• **ASSIGNMENT**
Tally up every line in the records beneath that has "Debug", and write down only the total.
--- RECORDS SUPPLIED ---
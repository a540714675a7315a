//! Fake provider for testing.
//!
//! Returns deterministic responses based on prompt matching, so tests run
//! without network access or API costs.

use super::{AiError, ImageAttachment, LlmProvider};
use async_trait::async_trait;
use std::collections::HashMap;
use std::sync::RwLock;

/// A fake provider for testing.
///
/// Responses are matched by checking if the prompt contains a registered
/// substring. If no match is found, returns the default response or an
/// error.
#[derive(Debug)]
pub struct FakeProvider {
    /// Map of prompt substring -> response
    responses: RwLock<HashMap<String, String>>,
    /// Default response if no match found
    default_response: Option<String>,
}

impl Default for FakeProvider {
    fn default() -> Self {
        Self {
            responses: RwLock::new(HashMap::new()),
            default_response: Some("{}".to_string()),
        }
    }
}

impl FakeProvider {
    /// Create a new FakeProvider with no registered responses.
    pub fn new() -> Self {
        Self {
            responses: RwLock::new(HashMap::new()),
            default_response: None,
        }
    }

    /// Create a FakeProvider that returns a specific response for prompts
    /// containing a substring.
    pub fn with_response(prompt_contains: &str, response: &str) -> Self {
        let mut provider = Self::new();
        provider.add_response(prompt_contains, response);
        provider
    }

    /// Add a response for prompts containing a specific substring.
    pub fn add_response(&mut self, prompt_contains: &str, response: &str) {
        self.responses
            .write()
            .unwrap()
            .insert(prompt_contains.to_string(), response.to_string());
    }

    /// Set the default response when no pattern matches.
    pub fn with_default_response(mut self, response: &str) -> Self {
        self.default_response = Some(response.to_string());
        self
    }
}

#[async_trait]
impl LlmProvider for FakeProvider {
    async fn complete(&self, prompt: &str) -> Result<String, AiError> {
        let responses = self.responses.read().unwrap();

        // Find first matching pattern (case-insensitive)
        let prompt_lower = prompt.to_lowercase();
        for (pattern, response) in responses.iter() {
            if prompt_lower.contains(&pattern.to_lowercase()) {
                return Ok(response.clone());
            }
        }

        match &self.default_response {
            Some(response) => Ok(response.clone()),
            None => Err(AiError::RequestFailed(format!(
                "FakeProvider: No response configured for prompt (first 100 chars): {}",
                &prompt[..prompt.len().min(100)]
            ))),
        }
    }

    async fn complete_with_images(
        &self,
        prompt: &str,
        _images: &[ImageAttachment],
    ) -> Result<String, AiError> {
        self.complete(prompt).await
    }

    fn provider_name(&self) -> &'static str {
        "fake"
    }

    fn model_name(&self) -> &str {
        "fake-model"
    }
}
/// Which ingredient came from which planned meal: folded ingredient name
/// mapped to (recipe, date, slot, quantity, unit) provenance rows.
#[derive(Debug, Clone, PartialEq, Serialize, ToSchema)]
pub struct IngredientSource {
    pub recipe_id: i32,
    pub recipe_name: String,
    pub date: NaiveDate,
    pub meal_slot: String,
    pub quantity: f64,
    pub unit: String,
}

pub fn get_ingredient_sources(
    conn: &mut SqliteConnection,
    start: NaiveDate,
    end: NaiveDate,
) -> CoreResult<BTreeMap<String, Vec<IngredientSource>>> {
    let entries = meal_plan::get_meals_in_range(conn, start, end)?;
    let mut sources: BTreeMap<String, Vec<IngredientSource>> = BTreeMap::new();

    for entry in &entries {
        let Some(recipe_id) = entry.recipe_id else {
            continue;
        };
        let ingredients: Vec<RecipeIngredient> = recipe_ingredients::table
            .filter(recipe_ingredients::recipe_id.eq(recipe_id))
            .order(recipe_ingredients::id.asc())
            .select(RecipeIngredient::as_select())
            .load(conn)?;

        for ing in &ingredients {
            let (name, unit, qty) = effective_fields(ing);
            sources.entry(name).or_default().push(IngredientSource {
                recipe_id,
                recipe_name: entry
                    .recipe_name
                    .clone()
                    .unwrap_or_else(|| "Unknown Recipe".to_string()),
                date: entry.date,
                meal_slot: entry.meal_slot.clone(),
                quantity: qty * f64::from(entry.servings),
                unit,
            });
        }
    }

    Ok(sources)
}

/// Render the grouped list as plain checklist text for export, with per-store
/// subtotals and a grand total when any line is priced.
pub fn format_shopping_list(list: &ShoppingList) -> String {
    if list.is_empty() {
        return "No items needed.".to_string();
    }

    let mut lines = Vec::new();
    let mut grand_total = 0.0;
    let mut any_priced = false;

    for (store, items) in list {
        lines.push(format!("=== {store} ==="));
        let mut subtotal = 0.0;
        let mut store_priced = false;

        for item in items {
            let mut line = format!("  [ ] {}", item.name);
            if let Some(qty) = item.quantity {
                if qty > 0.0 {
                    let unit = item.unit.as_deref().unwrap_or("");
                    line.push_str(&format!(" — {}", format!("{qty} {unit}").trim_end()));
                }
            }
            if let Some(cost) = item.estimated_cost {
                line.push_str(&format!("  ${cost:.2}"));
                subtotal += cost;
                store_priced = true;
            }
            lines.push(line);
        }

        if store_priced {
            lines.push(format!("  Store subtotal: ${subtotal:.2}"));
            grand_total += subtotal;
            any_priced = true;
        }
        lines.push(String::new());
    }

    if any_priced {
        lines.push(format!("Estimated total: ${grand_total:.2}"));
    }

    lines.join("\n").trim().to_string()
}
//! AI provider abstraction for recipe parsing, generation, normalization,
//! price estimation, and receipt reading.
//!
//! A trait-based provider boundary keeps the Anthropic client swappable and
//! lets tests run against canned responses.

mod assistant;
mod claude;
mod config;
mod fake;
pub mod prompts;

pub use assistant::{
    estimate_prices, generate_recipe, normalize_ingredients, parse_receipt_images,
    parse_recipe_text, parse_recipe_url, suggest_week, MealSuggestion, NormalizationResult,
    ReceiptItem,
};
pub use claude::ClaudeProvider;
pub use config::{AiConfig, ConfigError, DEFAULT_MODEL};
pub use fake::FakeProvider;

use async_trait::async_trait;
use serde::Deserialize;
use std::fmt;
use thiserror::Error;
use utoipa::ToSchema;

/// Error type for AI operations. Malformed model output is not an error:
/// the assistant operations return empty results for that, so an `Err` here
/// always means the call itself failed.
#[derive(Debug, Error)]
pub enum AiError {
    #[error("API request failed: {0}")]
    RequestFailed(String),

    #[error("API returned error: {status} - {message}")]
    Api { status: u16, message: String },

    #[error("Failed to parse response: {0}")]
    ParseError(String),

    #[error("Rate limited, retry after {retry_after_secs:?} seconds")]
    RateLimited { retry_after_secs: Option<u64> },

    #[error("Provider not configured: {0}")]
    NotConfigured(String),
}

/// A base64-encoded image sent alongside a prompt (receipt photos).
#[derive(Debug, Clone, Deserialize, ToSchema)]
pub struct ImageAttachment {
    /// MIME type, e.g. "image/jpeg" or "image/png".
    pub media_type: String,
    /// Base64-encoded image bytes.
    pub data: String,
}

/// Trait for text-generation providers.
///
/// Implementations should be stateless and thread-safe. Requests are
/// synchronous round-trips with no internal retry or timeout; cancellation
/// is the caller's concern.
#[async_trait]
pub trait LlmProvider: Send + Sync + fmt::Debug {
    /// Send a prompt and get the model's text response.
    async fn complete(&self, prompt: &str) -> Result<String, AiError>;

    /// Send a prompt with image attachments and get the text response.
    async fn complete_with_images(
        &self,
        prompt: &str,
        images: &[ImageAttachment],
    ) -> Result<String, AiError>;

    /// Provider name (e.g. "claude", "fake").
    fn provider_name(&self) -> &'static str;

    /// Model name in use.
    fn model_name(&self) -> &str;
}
---
--- RECORDS SUPPLIED ---
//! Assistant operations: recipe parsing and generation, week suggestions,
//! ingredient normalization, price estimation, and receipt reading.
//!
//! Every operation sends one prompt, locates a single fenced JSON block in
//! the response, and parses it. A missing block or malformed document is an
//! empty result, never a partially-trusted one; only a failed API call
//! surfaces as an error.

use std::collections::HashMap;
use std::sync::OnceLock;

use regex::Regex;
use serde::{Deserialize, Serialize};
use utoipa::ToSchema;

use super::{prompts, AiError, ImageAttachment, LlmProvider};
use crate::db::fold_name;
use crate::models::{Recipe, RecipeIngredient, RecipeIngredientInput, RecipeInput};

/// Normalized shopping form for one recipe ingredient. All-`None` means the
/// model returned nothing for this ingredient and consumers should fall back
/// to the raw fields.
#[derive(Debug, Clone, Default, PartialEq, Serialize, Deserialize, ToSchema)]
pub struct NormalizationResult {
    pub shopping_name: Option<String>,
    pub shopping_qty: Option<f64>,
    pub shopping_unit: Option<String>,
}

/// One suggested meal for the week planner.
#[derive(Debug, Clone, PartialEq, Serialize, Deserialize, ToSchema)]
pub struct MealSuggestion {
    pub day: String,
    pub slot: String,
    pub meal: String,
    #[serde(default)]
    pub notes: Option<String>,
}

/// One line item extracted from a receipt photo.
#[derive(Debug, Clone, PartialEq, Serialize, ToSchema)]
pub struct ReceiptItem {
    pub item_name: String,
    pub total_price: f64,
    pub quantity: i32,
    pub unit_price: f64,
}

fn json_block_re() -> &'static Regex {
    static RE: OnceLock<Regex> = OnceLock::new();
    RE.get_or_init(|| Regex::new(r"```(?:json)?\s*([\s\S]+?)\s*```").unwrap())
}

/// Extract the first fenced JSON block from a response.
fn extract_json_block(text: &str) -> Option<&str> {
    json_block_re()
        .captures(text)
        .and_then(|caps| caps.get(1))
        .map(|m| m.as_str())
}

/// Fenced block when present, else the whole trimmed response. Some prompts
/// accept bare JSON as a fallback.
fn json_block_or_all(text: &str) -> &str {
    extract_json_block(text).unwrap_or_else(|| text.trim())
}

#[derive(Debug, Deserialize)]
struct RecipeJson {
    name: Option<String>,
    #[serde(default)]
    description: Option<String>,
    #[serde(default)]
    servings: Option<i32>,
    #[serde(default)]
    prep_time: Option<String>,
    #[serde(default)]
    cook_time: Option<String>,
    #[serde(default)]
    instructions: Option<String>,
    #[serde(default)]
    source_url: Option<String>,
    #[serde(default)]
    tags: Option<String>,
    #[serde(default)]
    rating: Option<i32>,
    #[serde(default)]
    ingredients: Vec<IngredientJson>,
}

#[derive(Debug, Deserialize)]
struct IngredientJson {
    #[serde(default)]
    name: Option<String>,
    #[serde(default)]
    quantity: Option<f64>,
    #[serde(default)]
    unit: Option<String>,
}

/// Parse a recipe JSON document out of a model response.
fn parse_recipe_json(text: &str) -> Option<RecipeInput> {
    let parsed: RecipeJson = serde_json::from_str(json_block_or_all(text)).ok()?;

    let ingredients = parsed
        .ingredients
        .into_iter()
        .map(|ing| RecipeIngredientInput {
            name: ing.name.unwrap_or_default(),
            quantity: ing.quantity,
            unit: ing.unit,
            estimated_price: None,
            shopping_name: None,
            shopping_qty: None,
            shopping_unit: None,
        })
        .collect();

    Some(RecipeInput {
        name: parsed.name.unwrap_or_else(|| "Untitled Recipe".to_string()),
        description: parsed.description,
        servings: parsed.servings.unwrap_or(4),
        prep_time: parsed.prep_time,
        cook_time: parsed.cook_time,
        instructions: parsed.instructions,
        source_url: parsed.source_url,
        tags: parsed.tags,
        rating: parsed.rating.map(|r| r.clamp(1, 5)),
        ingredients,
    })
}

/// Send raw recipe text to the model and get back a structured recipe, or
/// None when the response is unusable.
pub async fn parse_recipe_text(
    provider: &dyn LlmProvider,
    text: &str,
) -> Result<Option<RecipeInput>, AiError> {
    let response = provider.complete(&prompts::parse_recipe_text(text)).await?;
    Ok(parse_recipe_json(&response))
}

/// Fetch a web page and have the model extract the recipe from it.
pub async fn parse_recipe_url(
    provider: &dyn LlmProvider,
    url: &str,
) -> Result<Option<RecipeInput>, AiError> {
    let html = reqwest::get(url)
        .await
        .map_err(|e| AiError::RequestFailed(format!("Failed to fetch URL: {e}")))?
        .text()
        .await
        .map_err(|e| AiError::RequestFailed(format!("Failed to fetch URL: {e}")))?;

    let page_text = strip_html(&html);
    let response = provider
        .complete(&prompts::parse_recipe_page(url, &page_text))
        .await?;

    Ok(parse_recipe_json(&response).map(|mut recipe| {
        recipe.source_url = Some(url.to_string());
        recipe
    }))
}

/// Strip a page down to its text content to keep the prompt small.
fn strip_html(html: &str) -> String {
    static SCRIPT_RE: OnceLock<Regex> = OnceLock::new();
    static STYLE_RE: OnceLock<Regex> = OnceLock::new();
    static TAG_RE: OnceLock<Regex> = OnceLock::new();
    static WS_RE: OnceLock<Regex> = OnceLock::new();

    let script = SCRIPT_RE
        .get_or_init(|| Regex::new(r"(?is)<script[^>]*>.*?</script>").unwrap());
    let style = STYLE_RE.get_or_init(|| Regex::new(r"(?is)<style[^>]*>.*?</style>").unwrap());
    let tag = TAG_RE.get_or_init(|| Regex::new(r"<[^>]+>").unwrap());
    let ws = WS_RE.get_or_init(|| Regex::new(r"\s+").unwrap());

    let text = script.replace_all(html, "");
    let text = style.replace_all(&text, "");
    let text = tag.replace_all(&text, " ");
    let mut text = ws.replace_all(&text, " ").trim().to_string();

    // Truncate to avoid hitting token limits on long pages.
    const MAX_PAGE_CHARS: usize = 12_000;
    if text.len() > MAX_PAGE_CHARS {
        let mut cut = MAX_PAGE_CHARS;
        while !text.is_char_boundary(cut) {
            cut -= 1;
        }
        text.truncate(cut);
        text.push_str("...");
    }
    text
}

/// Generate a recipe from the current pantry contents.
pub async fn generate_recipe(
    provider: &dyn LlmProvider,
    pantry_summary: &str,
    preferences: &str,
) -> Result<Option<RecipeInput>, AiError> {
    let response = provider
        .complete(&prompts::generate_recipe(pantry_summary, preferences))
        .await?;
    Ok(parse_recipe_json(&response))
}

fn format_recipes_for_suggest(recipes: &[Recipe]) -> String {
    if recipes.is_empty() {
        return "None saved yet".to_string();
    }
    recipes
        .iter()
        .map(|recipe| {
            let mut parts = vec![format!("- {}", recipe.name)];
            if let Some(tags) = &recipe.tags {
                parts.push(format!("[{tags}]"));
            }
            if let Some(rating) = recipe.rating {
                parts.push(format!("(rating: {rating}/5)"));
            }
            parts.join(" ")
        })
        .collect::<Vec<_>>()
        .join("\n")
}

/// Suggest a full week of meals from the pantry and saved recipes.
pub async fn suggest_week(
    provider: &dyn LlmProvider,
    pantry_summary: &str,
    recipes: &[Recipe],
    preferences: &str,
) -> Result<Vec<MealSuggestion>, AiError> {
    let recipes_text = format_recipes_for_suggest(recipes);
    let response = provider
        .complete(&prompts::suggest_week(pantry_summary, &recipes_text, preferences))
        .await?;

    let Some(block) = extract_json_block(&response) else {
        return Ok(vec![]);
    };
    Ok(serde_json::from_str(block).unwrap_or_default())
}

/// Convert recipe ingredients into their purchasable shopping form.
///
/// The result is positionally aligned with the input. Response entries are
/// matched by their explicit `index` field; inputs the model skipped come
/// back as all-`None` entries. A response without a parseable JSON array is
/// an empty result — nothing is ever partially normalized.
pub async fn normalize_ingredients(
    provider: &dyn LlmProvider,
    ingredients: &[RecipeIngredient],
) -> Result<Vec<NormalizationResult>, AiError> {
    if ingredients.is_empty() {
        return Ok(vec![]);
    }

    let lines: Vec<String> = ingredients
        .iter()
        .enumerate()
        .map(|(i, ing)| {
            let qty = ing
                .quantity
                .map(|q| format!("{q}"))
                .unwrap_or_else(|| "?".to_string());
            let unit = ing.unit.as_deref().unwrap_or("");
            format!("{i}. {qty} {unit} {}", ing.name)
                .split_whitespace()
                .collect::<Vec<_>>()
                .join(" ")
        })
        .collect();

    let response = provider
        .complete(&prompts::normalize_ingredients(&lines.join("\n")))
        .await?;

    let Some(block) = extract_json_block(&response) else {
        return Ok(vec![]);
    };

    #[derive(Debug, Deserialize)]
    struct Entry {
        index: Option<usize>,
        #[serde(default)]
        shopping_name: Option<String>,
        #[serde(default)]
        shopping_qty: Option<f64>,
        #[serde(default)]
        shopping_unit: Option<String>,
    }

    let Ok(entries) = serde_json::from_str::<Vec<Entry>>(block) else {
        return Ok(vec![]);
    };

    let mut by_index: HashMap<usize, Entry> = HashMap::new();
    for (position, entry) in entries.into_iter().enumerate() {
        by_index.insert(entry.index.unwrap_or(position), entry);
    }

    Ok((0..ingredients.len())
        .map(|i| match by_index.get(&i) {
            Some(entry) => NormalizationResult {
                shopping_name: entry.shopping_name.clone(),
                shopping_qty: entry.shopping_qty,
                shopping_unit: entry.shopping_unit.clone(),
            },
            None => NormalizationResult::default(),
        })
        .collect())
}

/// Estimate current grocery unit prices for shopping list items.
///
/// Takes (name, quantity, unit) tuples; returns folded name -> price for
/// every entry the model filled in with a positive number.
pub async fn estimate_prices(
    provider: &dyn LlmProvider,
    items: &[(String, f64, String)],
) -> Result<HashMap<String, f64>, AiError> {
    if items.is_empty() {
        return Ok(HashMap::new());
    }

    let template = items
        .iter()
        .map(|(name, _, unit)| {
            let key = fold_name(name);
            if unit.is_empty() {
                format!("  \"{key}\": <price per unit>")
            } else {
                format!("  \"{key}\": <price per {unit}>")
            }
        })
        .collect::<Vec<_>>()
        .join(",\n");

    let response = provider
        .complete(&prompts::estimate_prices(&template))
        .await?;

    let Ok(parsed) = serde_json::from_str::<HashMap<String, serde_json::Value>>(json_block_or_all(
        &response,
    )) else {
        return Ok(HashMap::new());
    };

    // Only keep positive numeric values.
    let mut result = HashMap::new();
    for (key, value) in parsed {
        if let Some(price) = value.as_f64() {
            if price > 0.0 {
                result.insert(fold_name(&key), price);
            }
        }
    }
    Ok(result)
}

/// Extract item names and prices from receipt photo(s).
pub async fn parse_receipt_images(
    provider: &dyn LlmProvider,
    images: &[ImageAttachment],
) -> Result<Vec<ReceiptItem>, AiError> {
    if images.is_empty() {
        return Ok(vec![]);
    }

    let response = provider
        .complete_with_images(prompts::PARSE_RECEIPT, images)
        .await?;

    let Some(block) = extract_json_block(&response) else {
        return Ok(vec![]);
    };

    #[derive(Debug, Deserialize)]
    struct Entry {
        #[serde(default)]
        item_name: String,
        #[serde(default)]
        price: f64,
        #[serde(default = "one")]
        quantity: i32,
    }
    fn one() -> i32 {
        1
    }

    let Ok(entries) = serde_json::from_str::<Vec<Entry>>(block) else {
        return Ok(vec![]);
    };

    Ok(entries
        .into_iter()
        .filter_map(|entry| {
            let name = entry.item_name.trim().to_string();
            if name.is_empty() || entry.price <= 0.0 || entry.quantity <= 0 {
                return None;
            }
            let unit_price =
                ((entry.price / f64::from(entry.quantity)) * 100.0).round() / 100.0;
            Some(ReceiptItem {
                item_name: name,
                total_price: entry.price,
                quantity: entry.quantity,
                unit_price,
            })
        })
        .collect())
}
---
• **PROBLEM SOLUTION**
12